There is much more of interest in your articles that calls for historical commentary—the political and biased nature of rational planning; ruling class strategies for ensuring labor impotency; the supplanting of class politics by identity politics; and what we might term the ‘commitments of consciousness’ (religious, ethnic, gender, etc.) that contribute to the absence of labor solidarity (preventing the “class in itself” from becoming the “class for itself”). One quick point on the last of these. In the late 19th century fundamentalist Christians provided the backbone of populism throughout the mid-west and south. They knew their enemies, “Government and Big Business,” strolled arm in arm in pursuit of mammon and in complete disregard of the Christian understanding of justice and equality. Now, of course, the rank and file of the Christian right generally supports those very corporate interests that behave contrarily to their own. (Gramsci dealt with much the same issue in the case of Italian peasants who largely supported the Catholic Church and its ties to the state and Mussolini – completely antithetical to their own material interests.)
This grows too long; thanks again.
My remarks above probably fell flat for at least this reason: whether corporations decide to adopt alternative voting methods (such as approval voting) and democratic procedures to resolve suboptimal outcomes in difficult games (which would arise in the modern corporation), the question whether the condition of the working class (among others) would improve was left open. Executives might get around to reading "How democracy resolves conflict in difficult games" by Steven J. Brams and D. Marc Kilgour--to name one paper in an area undergoing vigorous development--and decide to pay only themselves more for adopting more refined methods.

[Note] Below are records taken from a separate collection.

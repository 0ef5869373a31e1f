use crate::jvm::{SynLabel, TypeKind};
use crate::util::Width;
use std::fmt;

/// Type of a value on the operand stack
///
/// The verifier only checks stack soundness, so all reference types collapse into one and all
/// the sub-`int` types (`boolean`, `byte`, `char`, `short`) are just `int`.
#[derive(Debug, Copy, Clone, Hash, Eq, PartialEq)]
pub enum StackType {
    Int,
    Float,
    Long,
    Double,
    Reference,
}

impl StackType {
    /// Stack type of a value of the given kind (`None` for `void`)
    pub const fn of(kind: TypeKind) -> Option<StackType> {
        match kind {
            TypeKind::Int => Some(StackType::Int),
            TypeKind::Long => Some(StackType::Long),
            TypeKind::Float => Some(StackType::Float),
            TypeKind::Double => Some(StackType::Double),
            TypeKind::Reference => Some(StackType::Reference),
            TypeKind::Void => None,
        }
    }
}

impl Width for StackType {
    fn width(&self) -> usize {
        match self {
            StackType::Long | StackType::Double => 2,
            _ => 1,
        }
    }
}

#[derive(Debug, Clone, PartialEq, Eq)]
pub enum VerifierErrorKind {
    EmptyStack,
    InvalidWidth(usize),
    IncompatibleTypes { expected: StackType, found: StackType },
    UnknownLabel(SynLabel),
    DuplicateLabel(SynLabel),

    /// Two paths reach the same element with different stacks
    InconsistentFrames(Vec<StackType>, Vec<StackType>),

    /// Execution can continue past the last element
    FallsOffEnd,
}

impl fmt::Display for VerifierErrorKind {
    fn fmt(&self, f: &mut fmt::Formatter<'_>) -> fmt::Result {
        match self {
            VerifierErrorKind::EmptyStack => write!(f, "operand stack is empty"),
            VerifierErrorKind::InvalidWidth(width) => {
                write!(f, "value of width {} is not allowed here", width)
            }
            VerifierErrorKind::IncompatibleTypes { expected, found } => {
                write!(f, "expected {:?} on the stack but found {:?}", expected, found)
            }
            VerifierErrorKind::UnknownLabel(label) => write!(f, "label {:?} is never placed", label),
            VerifierErrorKind::DuplicateLabel(label) => {
                write!(f, "label {:?} is placed more than once", label)
            }
            VerifierErrorKind::InconsistentFrames(first, second) => {
                write!(f, "inconsistent stacks {:?} and {:?}", first, second)
            }
            VerifierErrorKind::FallsOffEnd => write!(f, "execution falls off the end of the code"),
        }
    }
}

/// Verification failure, located at a particular element of the method body
#[derive(Debug, Clone, PartialEq, Eq)]
pub struct VerifierError {
    /// Index of the offending element
    pub index: usize,

    /// Rendering of the offending element
    pub element: String,

    pub kind: VerifierErrorKind,
}

impl fmt::Display for VerifierError {
    fn fmt(&self, f: &mut fmt::Formatter<'_>) -> fmt::Result {
        write!(f, "at element {} ({}): {}", self.index, self.element, self.kind)
    }
}

impl std::error::Error for VerifierError {}
use super::ClassResolver;
use crate::jvm::model::{ClassModel, MethodModel};
use crate::jvm::{BinaryName, MethodAccessFlags};
use crate::scope::ScopeFilter;
use std::collections::HashSet;
use std::sync::Arc;

/// Method inherited from an unchecked ancestor and not re-declared by the class being woven
#[derive(Clone, Debug, PartialEq)]
pub struct ParentMethod {
    /// Ancestor declaring the method
    pub owner: BinaryName,

    pub method: MethodModel,
}

/// Finds inherited methods which could need a bridge
pub trait HierarchyResolver: Send + Sync {
    /// Methods inherited by `class` from ancestors outside of the `checked` scope
    ///
    /// The ancestor chain is walked upwards from the direct superclass and stops at the first
    /// checked ancestor. The result is ordered from closest ancestor to furthest.
    fn resolve_bridge_candidates(
        &self,
        class: &ClassModel,
        checked: &dyn ScopeFilter,
    ) -> Vec<ParentMethod>;
}

/// Hierarchy resolver which loads ancestors through a [`ClassResolver`]
pub struct BytecodeHierarchyResolver {
    resolver: Arc<dyn ClassResolver>,
}

impl BytecodeHierarchyResolver {
    pub fn new(resolver: Arc<dyn ClassResolver>) -> BytecodeHierarchyResolver {
        BytecodeHierarchyResolver { resolver }
    }
}

impl HierarchyResolver for BytecodeHierarchyResolver {
    fn resolve_bridge_candidates(
        &self,
        class: &ClassModel,
        checked: &dyn ScopeFilter,
    ) -> Vec<ParentMethod> {
        let mut seen_signatures: HashSet<String> =
            class.methods.iter().map(MethodModel::signature).collect();
        let mut candidates = vec![];

        let mut current = class.superclass.clone();
        while let Some(ancestor_name) = current {
            if ancestor_name == BinaryName::OBJECT {
                break;
            }
            if checked.test(&ancestor_name) {
                log::debug!(
                    "Stopping hierarchy walk of {} at checked ancestor {}",
                    class.name,
                    ancestor_name
                );
                break;
            }
            let ancestor = match self.resolver.load(&ancestor_name) {
                Ok(ancestor) => ancestor,
                Err(err) => {
                    log::warn!("Truncating hierarchy walk of {}: {}", class.name, err);
                    break;
                }
            };

            for method in &ancestor.methods {
                if method.is_initializer()
                    || method.access_flags.intersects(
                        MethodAccessFlags::PRIVATE
                            | MethodAccessFlags::STATIC
                            | MethodAccessFlags::SYNTHETIC
                            | MethodAccessFlags::BRIDGE,
                    )
                {
                    continue;
                }

                // Final and abstract declarations still hide the same signature further up
                let first_declaration = seen_signatures.insert(method.signature());
                if !first_declaration
                    || method.access_flags.intersects(MethodAccessFlags::NOT_OVERRIDABLE)
                    || method.access_flags.contains(MethodAccessFlags::ABSTRACT)
                {
                    continue;
                }

                candidates.push(ParentMethod {
                    owner: ancestor.name.clone(),
                    method: method.clone(),
                });
            }

            current = ancestor.superclass;
        }

        candidates
    }
}
impl Serialize for TypeAnnotation {
    fn serialize<W: WriteBytesExt>(&self, writer: &mut W) -> Result<()> {
        match self.target {
            TypeTarget::Field => 0x13u8.serialize(writer)?,
            TypeTarget::MethodReturn => 0x14u8.serialize(writer)?,
            TypeTarget::FormalParameter(index) => {
                0x16u8.serialize(writer)?;
                index.serialize(writer)?;
            }
            TypeTarget::LocalVariable(slot) => {
                0x40u8.serialize(writer)?;
                slot.serialize(writer)?;
            }
        }
        self.path.serialize(writer)?;
        self.annotation.serialize(writer)
    }
}

impl Deserialize for TypeAnnotation {
    fn deserialize<R: ReadBytesExt>(reader: &mut R) -> std::result::Result<Self, Error> {
        let target = match u8::deserialize(reader)? {
            0x13 => TypeTarget::Field,
            0x14 => TypeTarget::MethodReturn,
            0x16 => TypeTarget::FormalParameter(u16::deserialize(reader)?),
            0x40 => TypeTarget::LocalVariable(u16::deserialize(reader)?),
            other => {
                let msg = format!("Invalid type annotation target {:#04x}", other);
                return Err(malformed(msg));
            }
        };
        Ok(TypeAnnotation {
            target,
            path: Vec::deserialize(reader)?,
            annotation: Annotation::deserialize(reader)?,
        })
    }
}

impl Serialize for TypePathStep {
    fn serialize<W: WriteBytesExt>(&self, writer: &mut W) -> Result<()> {
        match self {
            TypePathStep::ArrayElement => (0u8, 0u8).serialize(writer),
            TypePathStep::Nested => (1u8, 0u8).serialize(writer),
            TypePathStep::Wildcard => (2u8, 0u8).serialize(writer),
            TypePathStep::TypeArgument(index) => (3u8, *index).serialize(writer),
        }
    }
}

impl Deserialize for TypePathStep {
    fn deserialize<R: ReadBytesExt>(reader: &mut R) -> std::result::Result<Self, Error> {
        Ok(match <(u8, u8)>::deserialize(reader)? {
            (0, _) => TypePathStep::ArrayElement,
            (1, _) => TypePathStep::Nested,
            (2, _) => TypePathStep::Wildcard,
            (3, index) => TypePathStep::TypeArgument(index),
            (other, _) => return Err(malformed(format!("Invalid type path kind {}", other))),
        })
    }
}

impl Serialize for FieldModel {
    fn serialize<W: WriteBytesExt>(&self, writer: &mut W) -> Result<()> {
        self.access_flags.serialize(writer)?;
        self.name.serialize(writer)?;
        self.descriptor.serialize(writer)?;
        self.annotations.serialize(writer)?;
        self.type_annotations.serialize(writer)
    }
}

impl Deserialize for FieldModel {
    fn deserialize<R: ReadBytesExt>(reader: &mut R) -> std::result::Result<Self, Error> {
        Ok(FieldModel {
            access_flags: FieldAccessFlags::deserialize(reader)?,
            name: UnqualifiedName::deserialize(reader)?,
            descriptor: FieldType::deserialize(reader)?,
            annotations: Vec::deserialize(reader)?,
            type_annotations: Vec::deserialize(reader)?,
        })
    }
}

impl Serialize for MethodModel {
    fn serialize<W: WriteBytesExt>(&self, writer: &mut W) -> Result<()> {
        self.access_flags.serialize(writer)?;
        self.name.serialize(writer)?;
        self.descriptor.serialize(writer)?;
        self.annotations.serialize(writer)?;
        self.parameter_annotations.serialize(writer)?;
        self.type_annotations.serialize(writer)?;
        self.code.serialize(writer)
    }
}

Here's one for the free-market ideologues: Prof Wolff notes that "... the sort of market based determination of economic decisions which von Mises argued would always be superior to socialist planning are now impossible, and have long been replaced by decision making that has an unavoidable quasi-political structure." Given that corporations are politically (I hesitate to say "rationally") planned command economies (at least internally), the question for free-market opponents of command economies, who insist that such economies must lead ineluctably to the Gulag, is why the unconscionable evils of command economies should not also afflict the corporate employee.
"Indeed, comfortably compensated and securely tenured economists like Paul Samuelson, bemused by the reversibility of their equations, have taken to saying that it makes little effective difference to the economy whether capital hires labor or labor hires capital."
Reversibility a defect of the mathematical models used. More recently developed mathematics can handle directional causal relations. The equations in these models aren't reversible (except in degenerate cases).
Sure, but the point is that this brilliant man was tone deaf to the most fundamental structural fact of capitalism.
Given that our gods have clay feet (they can be taken in by their models), better tools would help. Leibnizian naivete on my part perhaps. But haven't you noticed the extraordinary discipline it takes to get the fundamental structural facts right? Even I missed your point, and that should have been easy. The unaided mind is at a disadvantage. My interjection was intended to point out some recent developments though.